Exercise inputs -
○ ○ ○ ○
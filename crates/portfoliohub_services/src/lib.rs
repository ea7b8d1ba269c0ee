//! PortfolioHub workflows.
//!
//! Each service is an explicitly constructed object holding the collaborators
//! it needs as trait objects:
//!
//! - [`Ledger`]: atomic balance adjustments, awards and guarded spends
//! - [`CommentWorkflow`] and [`ModerationWorker`]: two-phase comment moderation
//! - [`ListingService`]: credit-paid publication and the visible feed
//! - [`InteractionService`]: likes, views and their rewards
//! - [`ExchangeService`]: points-to-credits packages
//! - [`AdminService`]: role-gated overrides and maintenance
//! - [`AccountService`]: sign-in and account creation

#![forbid(unsafe_code)]
#![warn(missing_docs)]

mod accounts;
mod admin;
mod comments;
mod config;
mod exchange;
mod interactions;
mod ledger;
mod listings;

pub use accounts::AccountService;
pub use admin::{AdminCredentials, AdminService, BulkGrantReport, require_admin, require_founder};
pub use comments::{
    CommentWorkflow, MANUAL_APPROVAL_REASON, MODERATION_FAILED_REASON, ModerationMessage,
    ModerationWorker,
};
pub use config::{AuthConfig, CommentsConfig, ViewPolicyKind, ViewsConfig};
pub use exchange::{ExchangeService, Purchase};
pub use interactions::{
    InteractionService, ProbabilisticViewAward, ThrottledViewAward, ViewAwardPolicy,
    ViewOutcome, ViewerSession, view_policy_from_config,
};
pub use ledger::Ledger;
pub use listings::{ListingOrder, ListingService, visible_at};
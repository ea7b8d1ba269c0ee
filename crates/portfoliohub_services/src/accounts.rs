//! Sign-up, sign-in and account documents.

use portfoliohub_core::{Account, RewardAction, RewardTable};
use portfoliohub_error::{AuthError, AuthErrorKind, HubResult, LedgerErrorKind};
use portfoliohub_interface::{AccountStore, Clock, Credentials, Identity, IdentityProvider};
use std::sync::Arc;
use std::time::Duration;
use tracing::{debug, error, info, instrument};

/// Bridges the identity provider and the `users` collection.
#[derive(Clone)]
pub struct AccountService {
    identity: Arc<dyn IdentityProvider>,
    accounts: Arc<dyn AccountStore>,
    clock: Arc<dyn Clock>,
    signup_bonus: i64,
    sign_in_timeout: Duration,
}

impl AccountService {
    /// Creates the service.
    pub fn new(
        identity: Arc<dyn IdentityProvider>,
        accounts: Arc<dyn AccountStore>,
        clock: Arc<dyn Clock>,
        rewards: &RewardTable,
        sign_in_timeout: Duration,
    ) -> Self {
        Self {
            identity,
            accounts,
            clock,
            signup_bonus: rewards.points_for(RewardAction::SignupBonus),
            sign_in_timeout,
        }
    }

    /// Register with the identity provider and create the account document.
    #[instrument(skip(self, credentials), fields(email = %credentials.email))]
    pub async fn sign_up(&self, credentials: &Credentials, display_name: &str) -> HubResult<Account> {
        let identity = self.identity.sign_up(credentials, display_name).await?;
        self.ensure_account(&identity).await
    }

    /// Sign in, giving up after the configured timeout.
    ///
    /// The account document is created on first sign-in.
    ///
    /// # Errors
    ///
    /// `AuthError::Timeout` when the provider does not answer in time, and
    /// any provider error.
    #[instrument(skip(self, credentials), fields(email = %credentials.email))]
    pub async fn sign_in(&self, credentials: &Credentials) -> HubResult<Account> {
        let identity = tokio::time::timeout(self.sign_in_timeout, self.identity.sign_in(credentials))
            .await
            .map_err(|_| {
                error!(timeout_secs = self.sign_in_timeout.as_secs(), "Sign-in timed out");
                AuthError::new(AuthErrorKind::Timeout(self.sign_in_timeout.as_secs()))
            })??;
        self.ensure_account(&identity).await
    }

    /// End the current session.
    pub async fn sign_out(&self) -> HubResult<()> {
        self.identity.sign_out().await?;
        debug!("Signed out");
        Ok(())
    }

    /// Account of the signed-in user.
    ///
    /// # Errors
    ///
    /// `NotSignedIn` when nobody is signed in.
    pub async fn current_account(&self) -> HubResult<Account> {
        let identity = self
            .identity
            .current_user()
            .ok_or_else(|| AuthError::new(AuthErrorKind::NotSignedIn))?;
        self.ensure_account(&identity).await
    }

    /// Load the identity's account, creating it with the signup bonus if missing.
    #[instrument(skip(self, identity), fields(account_id = %identity.id))]
    pub async fn ensure_account(&self, identity: &Identity) -> HubResult<Account> {
        if let Some(account) = self.accounts.account(&identity.id).await? {
            return Ok(account);
        }

        let account = Account::new_member(
            identity.id.clone(),
            identity.display_name.clone(),
            None,
            self.signup_bonus,
            self.clock.now(),
        );
        match self.accounts.insert_account(&account).await {
            Ok(()) => {
                info!(points = account.points, "Account created");
                Ok(account)
            }
            // Created concurrently by another session.
            Err(e) if matches!(e.ledger_kind(), Some(LedgerErrorKind::AccountExists(_))) => {
                match self.accounts.account(&identity.id).await? {
                    Some(existing) => Ok(existing),
                    None => Err(e),
                }
            }
            Err(e) => Err(e),
        }
    }
}

impl std::fmt::Debug for AccountService {
    fn fmt(&self, f: &mut std::fmt::Formatter<'_>) -> std::fmt::Result {
        f.debug_struct("AccountService")
            .field("signup_bonus", &self.signup_bonus)
            .field("sign_in_timeout", &self.sign_in_timeout)
            .finish_non_exhaustive()
    }
}
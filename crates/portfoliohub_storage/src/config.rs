//! The `config` singleton and `backups` collection.

use async_trait::async_trait;
use portfoliohub_core::{BackupMarker, MaintenanceConfig};
use portfoliohub_error::HubResult;
use portfoliohub_interface::ConfigStore;
use std::sync::Arc;
use tokio::sync::{RwLock, watch};
use tracing::{info, instrument};

/// In-memory site configuration.
#[derive(Debug, Clone)]
pub struct InMemoryConfigStore {
    maintenance: Arc<watch::Sender<Option<MaintenanceConfig>>>,
    backups: Arc<RwLock<Vec<BackupMarker>>>,
}

impl InMemoryConfigStore {
    /// Create a store with no maintenance document.
    pub fn new() -> Self {
        let (tx, _rx) = watch::channel(None);
        Self {
            maintenance: Arc::new(tx),
            backups: Arc::new(RwLock::new(Vec::new())),
        }
    }
}

impl Default for InMemoryConfigStore {
    fn default() -> Self {
        Self::new()
    }
}

#[async_trait]
impl ConfigStore for InMemoryConfigStore {
    async fn maintenance(&self) -> HubResult<Option<MaintenanceConfig>> {
        Ok(self.maintenance.borrow().clone())
    }

    #[instrument(skip(self, config), fields(active = config.is_active))]
    async fn put_maintenance(&self, config: &MaintenanceConfig) -> HubResult<()> {
        self.maintenance.send_replace(Some(config.clone()));
        info!("Maintenance document written");
        Ok(())
    }

    #[instrument(skip(self, marker), fields(backup_id = %marker.id))]
    async fn append_backup(&self, marker: &BackupMarker) -> HubResult<()> {
        self.backups.write().await.push(marker.clone());
        Ok(())
    }

    async fn backups(&self) -> HubResult<Vec<BackupMarker>> {
        Ok(self.backups.read().await.clone())
    }

    fn watch_maintenance(&self) -> watch::Receiver<Option<MaintenanceConfig>> {
        self.maintenance.subscribe()
    }
}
○ ○ ○ ○
Action item - Go through the records above and set each one down exactly, please.

The completed task -
filename crates/portfoliohub_services/src/lib.rs
repository ea7b8d1ba269c0ee
//! PortfolioHub workflows.
//!
//! Each service is an explicitly constructed object holding the collaborators
//! it needs as trait objects:
//!
//! - [`Ledger`]: atomic balance adjustments, awards and guarded spends
//! - [`CommentWorkflow`] and [`ModerationWorker`]: two-phase comment moderation
//! - [`ListingService`]: credit-paid publication and the visible feed
//! - [`InteractionService`]: likes, views and their rewards
//! - [`ExchangeService`]: points-to-credits packages
//! - [`AdminService`]: role-gated overrides and maintenance
//! - [`AccountService`]: sign-in and account creation

#![forbid(unsafe_code)]
#![warn(missing_docs)]

mod accounts;
mod admin;
mod comments;
mod config;
mod exchange;
mod interactions;
mod ledger;
mod listings;

pub use accounts::AccountService;
pub use admin::{AdminCredentials, AdminService, BulkGrantReport, require_admin, require_founder};
pub use comments::{
    CommentWorkflow, MANUAL_APPROVAL_REASON, MODERATION_FAILED_REASON, ModerationMessage,
    ModerationWorker,
};
pub use config::{AuthConfig, CommentsConfig, ViewPolicyKind, ViewsConfig};
pub use exchange::{ExchangeService, Purchase};
pub use interactions::{
    InteractionService, ProbabilisticViewAward, ThrottledViewAward, ViewAwardPolicy,
    ViewOutcome, ViewerSession, view_policy_from_config,
};
pub use ledger::Ledger;
pub use listings::{ListingOrder, ListingService, visible_at};
repository ea7b8d1ba269c0ee
filename crates/portfoliohub_services/src/accounts.rs
//! Sign-up, sign-in and account documents.

use portfoliohub_core::{Account, RewardAction, RewardTable};
use portfoliohub_error::{AuthError, AuthErrorKind, HubResult, LedgerErrorKind};
use portfoliohub_interface::{AccountStore, Clock, Credentials, Identity, IdentityProvider};
use std::sync::Arc;
use std::time::Duration;
use tracing::{debug, error, info, instrument};

/// Bridges the identity provider and the `users` collection.
#[derive(Clone)]
pub struct AccountService {
    identity: Arc<dyn IdentityProvider>,
    accounts: Arc<dyn AccountStore>,
    clock: Arc<dyn Clock>,
    signup_bonus: i64,
    sign_in_timeout: Duration,
}

impl AccountService {
    /// Creates the service.
    pub fn new(
        identity: Arc<dyn IdentityProvider>,
        accounts: Arc<dyn AccountStore>,
        clock: Arc<dyn Clock>,
        rewards: &RewardTable,
        sign_in_timeout: Duration,
    ) -> Self {
        Self {
            identity,
            accounts,
            clock,
            signup_bonus: rewards.points_for(RewardAction::SignupBonus),
            sign_in_timeout,
        }
    }

    /// Register with the identity provider and create the account document.
    #[instrument(skip(self, credentials), fields(email = %credentials.email))]
    pub async fn sign_up(&self, credentials: &Credentials, display_name: &str) -> HubResult<Account> {
        let identity = self.identity.sign_up(credentials, display_name).await?;
        self.ensure_account(&identity).await
    }

    /// Sign in, giving up after the configured timeout.
    ///
    /// The account document is created on first sign-in.
    ///
    /// # Errors
    ///
    /// `AuthError::Timeout` when the provider does not answer in time, and
    /// any provider error.
    #[instrument(skip(self, credentials), fields(email = %credentials.email))]
    pub async fn sign_in(&self, credentials: &Credentials) -> HubResult<Account> {
        let identity = tokio::time::timeout(self.sign_in_timeout, self.identity.sign_in(credentials))
            .await
            .map_err(|_| {
                error!(timeout_secs = self.sign_in_timeout.as_secs(), "Sign-in timed out");
                AuthError::new(AuthErrorKind::Timeout(self.sign_in_timeout.as_secs()))
            })??;
        self.ensure_account(&identity).await
    }

    /// End the current session.
    pub async fn sign_out(&self) -> HubResult<()> {
        self.identity.sign_out().await?;
        debug!("Signed out");
        Ok(())
    }

    /// Account of the signed-in user.
    ///
    /// # Errors
    ///
    /// `NotSignedIn` when nobody is signed in.
    pub async fn current_account(&self) -> HubResult<Account> {
        let identity = self
            .identity
            .current_user()
            .ok_or_else(|| AuthError::new(AuthErrorKind::NotSignedIn))?;
        self.ensure_account(&identity).await
    }

    /// Load the identity's account, creating it with the signup bonus if missing.
    #[instrument(skip(self, identity), fields(account_id = %identity.id))]
    pub async fn ensure_account(&self, identity: &Identity) -> HubResult<Account> {
        if let Some(account) = self.accounts.account(&identity.id).await? {
            return Ok(account);
        }

        let account = Account::new_member(
            identity.id.clone(),
            identity.display_name.clone(),
            None,
            self.signup_bonus,
            self.clock.now(),
        );
        match self.accounts.insert_account(&account).await {
            Ok(()) => {
                info!(points = account.points, "Account created");
                Ok(account)
            }
            // Created concurrently by another session.
            Err(e) if matches!(e.ledger_kind(), Some(LedgerErrorKind::AccountExists(_))) => {
                match self.accounts.account(&identity.id).await? {
                    Some(existing) => Ok(existing),
                    None => Err(e),
                }
            }
            Err(e) => Err(e),
        }
    }
}

impl std::fmt::Debug for AccountService {
    fn fmt(&self, f: &mut std::fmt::Formatter<'_>) -> std::fmt::Result {
        f.debug_struct("AccountService")
            .field("signup_bonus", &self.signup_bonus)
            .field("sign_in_timeout", &self.sign_in_timeout)
            .finish_non_exhaustive()
    }
}
filename crates/portfoliohub_storage/src/config.rs
//! The `config` singleton and `backups` collection.

use async_trait::async_trait;
use portfoliohub_core::{BackupMarker, MaintenanceConfig};
use portfoliohub_error::HubResult;
use portfoliohub_interface::ConfigStore;
use std::sync::Arc;
use tokio::sync::{RwLock, watch};
use tracing::{info, instrument};

/// In-memory site configuration.
#[derive(Debug, Clone)]
pub struct InMemoryConfigStore {
    maintenance: Arc<watch::Sender<Option<MaintenanceConfig>>>,
    backups: Arc<RwLock<Vec<BackupMarker>>>,
}

impl InMemoryConfigStore {
    /// Create a store with no maintenance document.
    pub fn new() -> Self {
        let (tx, _rx) = watch::channel(None);
        Self {
            maintenance: Arc::new(tx),
            backups: Arc::new(RwLock::new(Vec::new())),
        }
    }
}

impl Default for InMemoryConfigStore {
    fn default() -> Self {
        Self::new()
    }
}

#[async_trait]
impl ConfigStore for InMemoryConfigStore {
    async fn maintenance(&self) -> HubResult<Option<MaintenanceConfig>> {
        Ok(self.maintenance.borrow().clone())
    }

    #[instrument(skip(self, config), fields(active = config.is_active))]
    async fn put_maintenance(&self, config: &MaintenanceConfig) -> HubResult<()> {
        self.maintenance.send_replace(Some(config.clone()));
        info!("Maintenance document written");
        Ok(())
    }

    #[instrument(skip(self, marker), fields(backup_id = %marker.id))]
    async fn append_backup(&self, marker: &BackupMarker) -> HubResult<()> {
        self.backups.write().await.push(marker.clone());
        Ok(())
    }

    async fn backups(&self) -> HubResult<Vec<BackupMarker>> {
        Ok(self.backups.read().await.clone())
    }

    fn watch_maintenance(&self) -> watch::Receiver<Option<MaintenanceConfig>> {
        self.maintenance.subscribe()
    }
}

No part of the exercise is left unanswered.